Hensarling won't run for majority leader

Jeb Hensarling has withdrawn from consideration to replace Eric Cantor as House majority leader, leaving Kevin McCarthy and Pete Sessions to contend for the job.

By Gabrielle Levy
Hensarling won't run for majority leader
House Financial Services Committee Chairman Jeb Hensarling, R-Texas. UPI/Mike Theiler | License Photo

WASHINGTON, June 12 (UPI) -- Rep.
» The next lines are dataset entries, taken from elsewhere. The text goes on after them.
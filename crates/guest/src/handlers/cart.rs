//! The session cart.
//!
//! Every handler takes a [`CartSession`] and sets the `cart_session`
//! cookie when the visitor did not have one yet.

use std::collections::HashSet;

use axum::extract::{Path, State};
use axum::response::{AppendHeaders, IntoResponse};
use inventory_core::cart::Cart;
use inventory_core::catalog::{CatalogSnapshot, PricedLine, UnavailableItem, UnavailableReason};
use inventory_core::error::CoreError;
use inventory_core::status::LaptopStatus;
use inventory_core::types::{DbId, Money};
use serde::{Deserialize, Serialize};

use crate::admin_api::AdminApi;
use crate::cart_store::CartSession;
use crate::error::AppResult;
use crate::extract::AppJson;
use crate::response::ok;
use crate::state::AppState;

/// Request body for `POST /cart/add`.
#[derive(Debug, Deserialize)]
pub struct AddToCartRequest {
    pub laptop_id: Option<DbId>,
    #[serde(default)]
    pub spare_part_ids: Vec<DbId>,
    pub quantity: Option<u32>,
}

/// Request body for `POST /cart/update`.
#[derive(Debug, Deserialize)]
pub struct UpdateCartRequest {
    pub laptop_id: Option<DbId>,
    #[serde(default)]
    pub spare_part_ids: Vec<DbId>,
}

/// Priced cart. `warnings` lists selections left out of `total`.
#[derive(Debug, Serialize)]
pub struct CartView {
    pub items: Vec<PricedLine>,
    pub warnings: Vec<UnavailableItem>,
    pub total: Money,
    pub count: usize,
}

#[derive(Debug, Serialize)]
pub struct CartCount {
    pub cart_count: usize,
}

/// GET /cart
pub async fn get(
    State(state): State<AppState>,
    session: CartSession,
) -> AppResult<impl IntoResponse> {
    let cart = state.carts.get(&session.id).await;
    let snapshot = resolve(state.admin_api.as_ref(), &cart).await?;
    let projection = cart.project(&snapshot);

    for warning in &projection.warnings {
        tracing::warn!(cart = %session.id, laptop_id = warning.laptop_id, reason = %warning, "Cart item unavailable");
    }

    Ok((
        AppendHeaders(session.set_cookie()),
        ok(CartView {
            count: cart.len(),
            items: projection.items,
            warnings: projection.warnings,
            total: projection.total,
        }),
    ))
}

/// POST /cart/add
///
/// The laptop must exist and be available. Re-adding a laptop replaces its
/// spare part selection.
pub async fn add(
    State(state): State<AppState>,
    session: CartSession,
    AppJson(input): AppJson<AddToCartRequest>,
) -> AppResult<impl IntoResponse> {
    let laptop_id = input
        .laptop_id
        .ok_or_else(|| CoreError::Validation("Missing required field: laptop_id".into()))?;

    let laptop = state
        .admin_api
        .get_laptop(laptop_id)
        .await?
        .ok_or_else(|| CoreError::not_found("Laptop", laptop_id))?;
    if laptop.status != LaptopStatus::Available {
        return Err(CoreError::Unavailable(vec![UnavailableItem {
            laptop_id,
            reason: UnavailableReason::LaptopNotAvailable {
                status: laptop.status,
            },
        }])
        .into());
    }

    let cart_count = state
        .carts
        .update(&session.id, |cart| {
            cart.add(laptop_id, input.spare_part_ids, input.quantity)
        })
        .await?;

    tracing::debug!(cart = %session.id, laptop_id, cart_count, "Cart item added");
    Ok((AppendHeaders(session.set_cookie()), ok(CartCount { cart_count })))
}

/// POST /cart/update
pub async fn update(
    State(state): State<AppState>,
    session: CartSession,
    AppJson(input): AppJson<UpdateCartRequest>,
) -> AppResult<impl IntoResponse> {
    let laptop_id = input
        .laptop_id
        .ok_or_else(|| CoreError::Validation("Missing required field: laptop_id".into()))?;

    let cart_count = state
        .carts
        .update(&session.id, |cart| {
            cart.update(laptop_id, input.spare_part_ids).map(|()| cart.len())
        })
        .await?;
    Ok((AppendHeaders(session.set_cookie()), ok(CartCount { cart_count })))
}

/// POST /cart/remove/{laptop_id}
///
/// Removing a laptop that is not in the cart is a no-op.
pub async fn remove(
    State(state): State<AppState>,
    session: CartSession,
    Path(laptop_id): Path<DbId>,
) -> AppResult<impl IntoResponse> {
    let cart_count = state
        .carts
        .update(&session.id, |cart| {
            cart.remove(laptop_id);
            cart.len()
        })
        .await;
    Ok((AppendHeaders(session.set_cookie()), ok(CartCount { cart_count })))
}

/// POST /cart/clear
pub async fn clear(
    State(state): State<AppState>,
    session: CartSession,
) -> AppResult<impl IntoResponse> {
    state.carts.clear(&session.id).await;
    Ok((
        AppendHeaders(session.set_cookie()),
        ok(CartCount { cart_count: 0 }),
    ))
}

/// Fetch the current catalog records a cart refers to.
///
/// Laptops that no longer exist are simply absent from the snapshot; the
/// projection reports them.
pub(crate) async fn resolve(api: &dyn AdminApi, cart: &Cart) -> AppResult<CatalogSnapshot> {
    let mut laptops = Vec::with_capacity(cart.len());
    for id in cart.laptop_ids() {
        if let Some(laptop) = api.get_laptop(id).await? {
            laptops.push(laptop);
        }
    }

    let wanted: HashSet<DbId> = cart.spare_part_ids().into_iter().collect();
    let parts = if wanted.is_empty() {
        Vec::new()
    } else {
        api.list_spare_parts()
            .await?
            .into_iter()
            .filter(|p| wanted.contains(&p.id))
            .collect()
    };

    Ok(CatalogSnapshot::new(laptops, parts))
}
Jeb Hensarling, R-Texas, withdrew from consideration in the race for House majority leader, bowing out of the vote that will take place next week to replace Eric Cantor.
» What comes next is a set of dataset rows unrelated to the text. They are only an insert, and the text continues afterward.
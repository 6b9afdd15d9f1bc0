//! Startup seeding.

use inventory_core::principal::ROLE_ADMIN;
use inventory_db::models::user::CreateUser;
use inventory_db::repositories::UserRepo;
use inventory_db::DbPool;

use inventory_core::password::hash_password;
use crate::config::DefaultAdmin;
use crate::error::{AppError, AppResult};

/// Create the configured default admin unless a user with that username
/// already exists. Returns `true` if a user was created.
pub async fn ensure_default_admin(pool: &DbPool, admin: &DefaultAdmin) -> AppResult<bool> {
    if UserRepo::find_by_username(pool, &admin.username)
        .await?
        .is_some()
    {
        tracing::debug!(username = %admin.username, "Default admin already present");
        return Ok(false);
    }

    let password_hash = hash_password(&admin.password)
        .map_err(|e| AppError::InternalError(format!("Password hashing error: {e}")))?;

    UserRepo::create(
        pool,
        &CreateUser {
            username: admin.username.clone(),
            password_hash,
            role: ROLE_ADMIN.to_string(),
        },
    )
    .await?;

    tracing::info!(username = %admin.username, "Default admin account created");
    Ok(true)
}
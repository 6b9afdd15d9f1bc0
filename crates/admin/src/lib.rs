//! Inventory admin service library.
//!
//! Owns the catalog, orders, warranties and admin users. Exposes the
//! building blocks (config, state, error handling, routes) so integration
//! tests and the binary entrypoint share the same router.

pub mod auth;
pub mod bootstrap;
pub mod config;
pub mod engine;
pub mod error;
pub mod extract;
pub mod handlers;
pub mod middleware;
pub mod query;
pub mod response;
pub mod router;
pub mod routes;
pub mod state;
//! Repository for the `laptops` and `serial_counters` tables.

use chrono::{NaiveDate, Utc};
use inventory_core::catalog::normalize_screen_size;
use inventory_core::serial::serial_number;
use inventory_core::status::LaptopStatus;
use inventory_core::types::DbId;
use sqlx::PgPool;

use crate::models::laptop::{
    CreateLaptop, Laptop, LaptopCounts, LaptopFilter, LaptopSummary, UpdateLaptop,
};

/// Column list shared across queries to avoid repetition.
const COLUMNS: &str = "id, serial_number, brand, model, cpu, ram, storage, screen_size, \
                       graphics, os, condition, description, purchase_price, selling_price, \
                       status, date_purchased, date_sold, image, image_filename, \
                       created_at, updated_at";

/// Columns for list views, without the embedded image.
const SUMMARY_COLUMNS: &str = "id, serial_number, brand, model, selling_price, status, \
                               date_purchased, date_sold, created_at";

/// Provides CRUD operations for laptops.
pub struct LaptopRepo;

impl LaptopRepo {
    /// Insert a new laptop, returning the created row.
    ///
    /// When `serial_number` is omitted one is allocated from the per-day
    /// counter in the same transaction as the insert.
    pub async fn create(pool: &PgPool, input: &CreateLaptop) -> Result<Laptop, sqlx::Error> {
        let mut tx = pool.begin().await?;

        let date_purchased = input
            .date_purchased
            .unwrap_or_else(|| Utc::now().date_naive());
        let serial = match input.serial_number.as_deref().map(str::trim) {
            Some(s) if !s.is_empty() => s.to_string(),
            _ => Self::allocate_serial(&mut tx, &input.brand, date_purchased).await?,
        };

        let query = format!(
            "INSERT INTO laptops
                (serial_number, brand, model, cpu, ram, storage, screen_size, graphics, os,
                 condition, description, purchase_price, selling_price, date_purchased,
                 image, image_filename)
             VALUES ($1, $2, $3, $4, $5, $6, $7, $8, $9, $10, $11, COALESCE($12, 0), $13, $14,
                     $15, $16)
             RETURNING {COLUMNS}"
        );
        let laptop = sqlx::query_as::<_, Laptop>(&query)
            .bind(&serial)
            .bind(&input.brand)
            .bind(&input.model)
            .bind(&input.cpu)
            .bind(&input.ram)
            .bind(&input.storage)
            .bind(normalize_screen_size(input.screen_size.as_deref()))
            .bind(&input.graphics)
            .bind(&input.os)
            .bind(&input.condition)
            .bind(&input.description)
            .bind(input.purchase_price)
            .bind(input.selling_price)
            .bind(date_purchased)
            .bind(&input.image)
            .bind(&input.image_filename)
            .fetch_one(&mut *tx)
            .await?;

        tx.commit().await?;
        Ok(laptop)
    }

    /// Draw the next same-day sequence number and format a serial number.
    ///
    /// The upsert is atomic, so two concurrent creations on the same day
    /// never receive the same sequence.
    pub async fn allocate_serial(
        tx: &mut sqlx::Transaction<'_, sqlx::Postgres>,
        brand: &str,
        date_purchased: NaiveDate,
    ) -> Result<String, sqlx::Error> {
        let (seq,): (i64,) = sqlx::query_as(
            "INSERT INTO serial_counters (day, last_seq) VALUES ($1, 1)
             ON CONFLICT (day) DO UPDATE SET last_seq = serial_counters.last_seq + 1
             RETURNING last_seq",
        )
        .bind(date_purchased)
        .fetch_one(&mut **tx)
        .await?;
        Ok(serial_number(brand, date_purchased, seq))
    }

    /// Find a laptop by internal ID.
    pub async fn find_by_id(pool: &PgPool, id: DbId) -> Result<Option<Laptop>, sqlx::Error> {
        let query = format!("SELECT {COLUMNS} FROM laptops WHERE id = $1");
        sqlx::query_as::<_, Laptop>(&query)
            .bind(id)
            .fetch_optional(pool)
            .await
    }

    /// Load every laptop in `ids` inside a transaction, locking the rows
    /// until it ends. Missing ids are simply absent from the result.
    pub async fn find_by_ids_for_update(
        tx: &mut sqlx::Transaction<'_, sqlx::Postgres>,
        ids: &[DbId],
    ) -> Result<Vec<Laptop>, sqlx::Error> {
        let query = format!("SELECT {COLUMNS} FROM laptops WHERE id = ANY($1) FOR UPDATE");
        sqlx::query_as::<_, Laptop>(&query)
            .bind(ids)
            .fetch_all(&mut **tx)
            .await
    }

    /// Summaries for every laptop in `ids`.
    pub async fn summaries_by_ids(
        pool: &PgPool,
        ids: &[DbId],
    ) -> Result<Vec<LaptopSummary>, sqlx::Error> {
        let query = format!("SELECT {SUMMARY_COLUMNS} FROM laptops WHERE id = ANY($1)");
        sqlx::query_as::<_, LaptopSummary>(&query)
            .bind(ids)
            .fetch_all(pool)
            .await
    }

    /// List laptops matching `filter`, most recently created first.
    pub async fn list(pool: &PgPool, filter: &LaptopFilter) -> Result<Vec<Laptop>, sqlx::Error> {
        let query = format!(
            "SELECT {COLUMNS} FROM laptops
             WHERE ($1::TEXT IS NULL OR status = $1)
               AND ($2::TEXT IS NULL OR brand ILIKE '%' || $2 || '%')
               AND ($3::NUMERIC IS NULL OR selling_price >= $3)
               AND ($4::NUMERIC IS NULL OR selling_price <= $4)
             ORDER BY created_at DESC, id DESC"
        );
        sqlx::query_as::<_, Laptop>(&query)
            .bind(filter.status.map(LaptopStatus::as_str))
            .bind(filter.brand.as_deref().map(str::trim).filter(|b| !b.is_empty()))
            .bind(filter.price_min)
            .bind(filter.price_max)
            .fetch_all(pool)
            .await
    }

    /// The `limit` most recently created laptops.
    pub async fn recent(pool: &PgPool, limit: i64) -> Result<Vec<LaptopSummary>, sqlx::Error> {
        let query = format!(
            "SELECT {SUMMARY_COLUMNS} FROM laptops ORDER BY created_at DESC, id DESC LIMIT $1"
        );
        sqlx::query_as::<_, LaptopSummary>(&query)
            .bind(limit)
            .fetch_all(pool)
            .await
    }

    /// Distinct brands of laptops currently available, alphabetically.
    pub async fn available_brands(pool: &PgPool) -> Result<Vec<String>, sqlx::Error> {
        let rows: Vec<(String,)> = sqlx::query_as(
            "SELECT DISTINCT brand FROM laptops WHERE status = 'available' ORDER BY brand",
        )
        .fetch_all(pool)
        .await?;
        Ok(rows.into_iter().map(|(b,)| b).collect())
    }

    /// Update a laptop. Only non-`None` fields in `input` are applied.
    ///
    /// Moving to `sold` stamps `date_sold` if unset; moving back to
    /// `available` clears it and releases any order's claim. Returns `None`
    /// if no row with `id` exists.
    pub async fn update(
        pool: &PgPool,
        id: DbId,
        input: &UpdateLaptop,
    ) -> Result<Option<Laptop>, sqlx::Error> {
        let query = format!(
            "UPDATE laptops SET
                brand = COALESCE($2, brand),
                model = COALESCE($3, model),
                cpu = COALESCE($4, cpu),
                ram = COALESCE($5, ram),
                storage = COALESCE($6, storage),
                screen_size = COALESCE($7, screen_size),
                graphics = COALESCE($8, graphics),
                os = COALESCE($9, os),
                condition = COALESCE($10, condition),
                description = COALESCE($11, description),
                purchase_price = COALESCE($12, purchase_price),
                selling_price = COALESCE($13, selling_price),
                status = COALESCE($14, status),
                date_sold = CASE
                    WHEN $14 = 'sold' THEN COALESCE(date_sold, NOW())
                    WHEN $14 = 'available' THEN NULL
                    ELSE date_sold
                END,
                sold_order_id = CASE WHEN $14 = 'available' THEN NULL ELSE sold_order_id END,
                date_purchased = COALESCE($15, date_purchased),
                image = COALESCE($16, image),
                image_filename = COALESCE($17, image_filename)
             WHERE id = $1
             RETURNING {COLUMNS}"
        );
        sqlx::query_as::<_, Laptop>(&query)
            .bind(id)
            .bind(&input.brand)
            .bind(&input.model)
            .bind(&input.cpu)
            .bind(&input.ram)
            .bind(&input.storage)
            .bind(normalize_screen_size(input.screen_size.as_deref()))
            .bind(&input.graphics)
            .bind(&input.os)
            .bind(&input.condition)
            .bind(&input.description)
            .bind(input.purchase_price)
            .bind(input.selling_price)
            .bind(input.status.map(LaptopStatus::as_str))
            .bind(input.date_purchased)
            .bind(&input.image)
            .bind(&input.image_filename)
            .fetch_optional(pool)
            .await
    }

    /// Delete a laptop. Returns `true` if a row was removed.
    ///
    /// Warranties referencing the laptop are left in place.
    pub async fn delete(pool: &PgPool, id: DbId) -> Result<bool, sqlx::Error> {
        let result = sqlx::query("DELETE FROM laptops WHERE id = $1")
            .bind(id)
            .execute(pool)
            .await?;
        Ok(result.rows_affected() > 0)
    }

    /// Mark every laptop in `ids` sold on behalf of `order_id`, returning
    /// the ids that were claimed.
    ///
    /// Only available laptops, or laptops this order already claimed, are
    /// touched. A laptop sold elsewhere is left as is and missing from the
    /// result, so callers can tell a double sale from a successful one.
    pub async fn mark_sold(
        tx: &mut sqlx::Transaction<'_, sqlx::Postgres>,
        ids: &[DbId],
        order_id: &str,
    ) -> Result<Vec<DbId>, sqlx::Error> {
        let rows: Vec<(DbId,)> = sqlx::query_as(
            "UPDATE laptops SET
                date_sold = CASE WHEN status = 'available' THEN NOW() ELSE date_sold END,
                status = 'sold',
                sold_order_id = $2
             WHERE id = ANY($1)
               AND (status = 'available' OR sold_order_id = $2)
             RETURNING id",
        )
        .bind(ids)
        .bind(order_id)
        .fetch_all(&mut **tx)
        .await?;
        Ok(rows.into_iter().map(|(id,)| id).collect())
    }

    /// Laptop counts by status.
    pub async fn counts(pool: &PgPool) -> Result<LaptopCounts, sqlx::Error> {
        sqlx::query_as::<_, LaptopCounts>(
            "SELECT
                COUNT(*) AS total,
                COUNT(*) FILTER (WHERE status = 'available') AS available,
                COUNT(*) FILTER (WHERE status = 'sold') AS sold
             FROM laptops",
        )
        .fetch_one(pool)
        .await
    }
}
//! Route definitions for the `/auth` resource.

use axum::routing::{get, post};
use axum::Router;

use crate::handlers::auth;
use crate::state::AppState;

/// Routes mounted at `/auth`.
///
/// ```text
/// POST /login    -> login (public)
/// POST /logout   -> logout (requires session)
/// GET  /me       -> current admin (requires session)
/// ```
pub fn router() -> Router<AppState> {
    Router::new()
        .route("/login", post(auth::login))
        .route("/logout", post(auth::logout))
        .route("/me", get(auth::me))
}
Hensarling, the chairman of the powerful Banking Committee, was a favorite of many of the House's more conservative members.
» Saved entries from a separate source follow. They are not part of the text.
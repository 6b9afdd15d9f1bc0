#![allow(dead_code)]

use std::sync::Arc;

use axum::body::Body;
use axum::http::header::{CONTENT_TYPE, COOKIE, SET_COOKIE};
use axum::http::{Method, Request, Response};
use axum::Router;
use http_body_util::BodyExt;
use sqlx::PgPool;
use tower::ServiceExt;

use inventory_core::password::hash_password;
use inventory_admin::config::ServerConfig;
use inventory_admin::router::build_app_router;
use inventory_admin::state::AppState;
use inventory_db::models::laptop::{CreateLaptop, Laptop};
use inventory_db::models::spare_part::{CreateSparePart, SparePart};
use inventory_db::models::user::CreateUser;
use inventory_db::repositories::{LaptopRepo, SparePartRepo, UserRepo};
use rust_decimal::Decimal;

pub const TEST_PASSWORD: &str = "test_password_123!";

/// Build a test `ServerConfig` with safe defaults.
pub fn test_config() -> ServerConfig {
    ServerConfig {
        host: "127.0.0.1".to_string(),
        port: 0,
        cors_origins: vec!["http://localhost:5001".to_string()],
        request_timeout_secs: 30,
        session_ttl_hours: 12,
        cookie_secure: false,
        default_admin: None,
    }
}

/// Build the full application router, using the given database pool.
pub fn build_test_app(pool: PgPool) -> Router {
    let config = test_config();
    let state = AppState {
        pool,
        config: Arc::new(config.clone()),
    };
    build_app_router(state, &config)
}

// ---------------------------------------------------------------------------
// Requests
// ---------------------------------------------------------------------------

pub async fn send(
    app: Router,
    method: Method,
    uri: &str,
    body: Option<serde_json::Value>,
    cookie: Option<&str>,
) -> Response<Body> {
    let mut builder = Request::builder().method(method).uri(uri);
    if let Some(cookie) = cookie {
        builder = builder.header(COOKIE, cookie);
    }
    let request = match body {
        Some(json) => builder
            .header(CONTENT_TYPE, "application/json")
            .body(Body::from(json.to_string()))
            .unwrap(),
        None => builder.body(Body::empty()).unwrap(),
    };
    app.oneshot(request).await.unwrap()
}

pub async fn get(app: Router, uri: &str) -> Response<Body> {
    send(app, Method::GET, uri, None, None).await
}

pub async fn get_auth(app: Router, uri: &str, cookie: &str) -> Response<Body> {
    send(app, Method::GET, uri, None, Some(cookie)).await
}

pub async fn post_json(app: Router, uri: &str, body: serde_json::Value) -> Response<Body> {
    send(app, Method::POST, uri, Some(body), None).await
}

pub async fn post_json_auth(
    app: Router,
    uri: &str,
    body: serde_json::Value,
    cookie: &str,
) -> Response<Body> {
    send(app, Method::POST, uri, Some(body), Some(cookie)).await
}

pub async fn body_json(response: Response<Body>) -> serde_json::Value {
    let bytes = response.into_body().collect().await.unwrap().to_bytes();
    serde_json::from_slice(&bytes).unwrap()
}

/// Parse a JSON decimal (serialized as a string) for comparison.
pub fn decimal(value: &serde_json::Value) -> Decimal {
    value
        .as_str()
        .unwrap_or_else(|| panic!("expected decimal string, got {value}"))
        .parse()
        .unwrap()
}

// ---------------------------------------------------------------------------
// Fixtures
// ---------------------------------------------------------------------------

pub async fn create_user(pool: &PgPool, username: &str, role: &str) {
    UserRepo::create(
        pool,
        &CreateUser {
            username: username.to_string(),
            password_hash: hash_password(TEST_PASSWORD).unwrap(),
            role: role.to_string(),
        },
    )
    .await
    .unwrap();
}

/// Log in through the API and return the `admin_session=...` cookie pair.
pub async fn login(app: Router, username: &str) -> String {
    let response = post_json(
        app,
        "/auth/login",
        serde_json::json!({ "username": username, "password": TEST_PASSWORD }),
    )
    .await;
    assert_eq!(response.status(), 200);
    let header = response
        .headers()
        .get(SET_COOKIE)
        .expect("login must set a cookie")
        .to_str()
        .unwrap();
    header.split(';').next().unwrap().to_string()
}

/// Create an admin user and return a session cookie for it.
pub async fn admin_cookie(pool: &PgPool) -> String {
    create_user(pool, "admin", "admin").await;
    login(build_test_app(pool.clone()), "admin").await
}

pub async fn seed_laptop(pool: &PgPool, brand: &str, price: i64) -> Laptop {
    LaptopRepo::create(
        pool,
        &CreateLaptop {
            brand: brand.to_string(),
            model: "Test Model".to_string(),
            purchase_price: Some(Decimal::new(price / 2, 0)),
            selling_price: Decimal::new(price, 0),
            ..Default::default()
        },
    )
    .await
    .unwrap()
}

pub async fn seed_part(pool: &PgPool, name: &str, part_type: &str, price: i64) -> SparePart {
    SparePartRepo::create(
        pool,
        &CreateSparePart {
            name: name.to_string(),
            part_type: part_type.to_string(),
            price: Decimal::new(price, 0),
            quantity: Some(5),
            description: None,
        },
    )
    .await
    .unwrap()
}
"Although I am humbled by the calls, emails, and conversations from my colleagues encouraging me to return to leadership for the remainder of the 113th Congress, I will not be a candidate for majority leader next week," he said. "After prayerful reflection, I have come to the conclusion that this is not the right office at the right time for me and my family."

With Hensarling out, the race for leader appears to be a two-man game between Rep. Kevin McCarthy, R-Calif., the majority whip, and Rep. Pete Sessions, R-Texas, the House Rules Committee chairman.

RELATED Cantor backs McCarthy to replace him as majority leader

McCarthy and Sessions have been antagonists within the party since McCarthy beat out Sessions for the whip job in 2010.

Rep. Peter Roksam, R-Ill., the chief deputy whip, said Wednesday he hopes to step up and take over for McCarthy. Louisiana Rep. Steve Scalise, who leads the conservative Republican Study Committee, has already begun gathering support for the whip job.


The jockeying for leadership comes on the heels of Cantor's unexpected defeat to tea party conservative Dave Brat, an economics professor at a small college near Richmond. Cantor has said he plans to resign from the leadership on July 31st, although the election to replace him is scheduled for next Thursday.

RELATED Cantor to step down as majority leader

House Speaker John Boehner, R-Ohio, refused to publicly wade into the race. At his weekly press conference at the Capitol, Boehner said he has worked "with all 434 other members of Congress before" and would do so with whomever was elected as his deputy.

Although Sessions said he remained confident he could come out ahead in next week's security ballot, other members are quickly lining up behind McCarthy. Cantor endorsed him Wednesday, and other members have followed suit.

"He's got this pretty wrapped up," said Rep. Adam Kinzinger, R-Ill., who is whipping votes for McCarthy. "I think he had this wrapped up pretty quick. At the end of the day I think McCarthy has got this one over the top."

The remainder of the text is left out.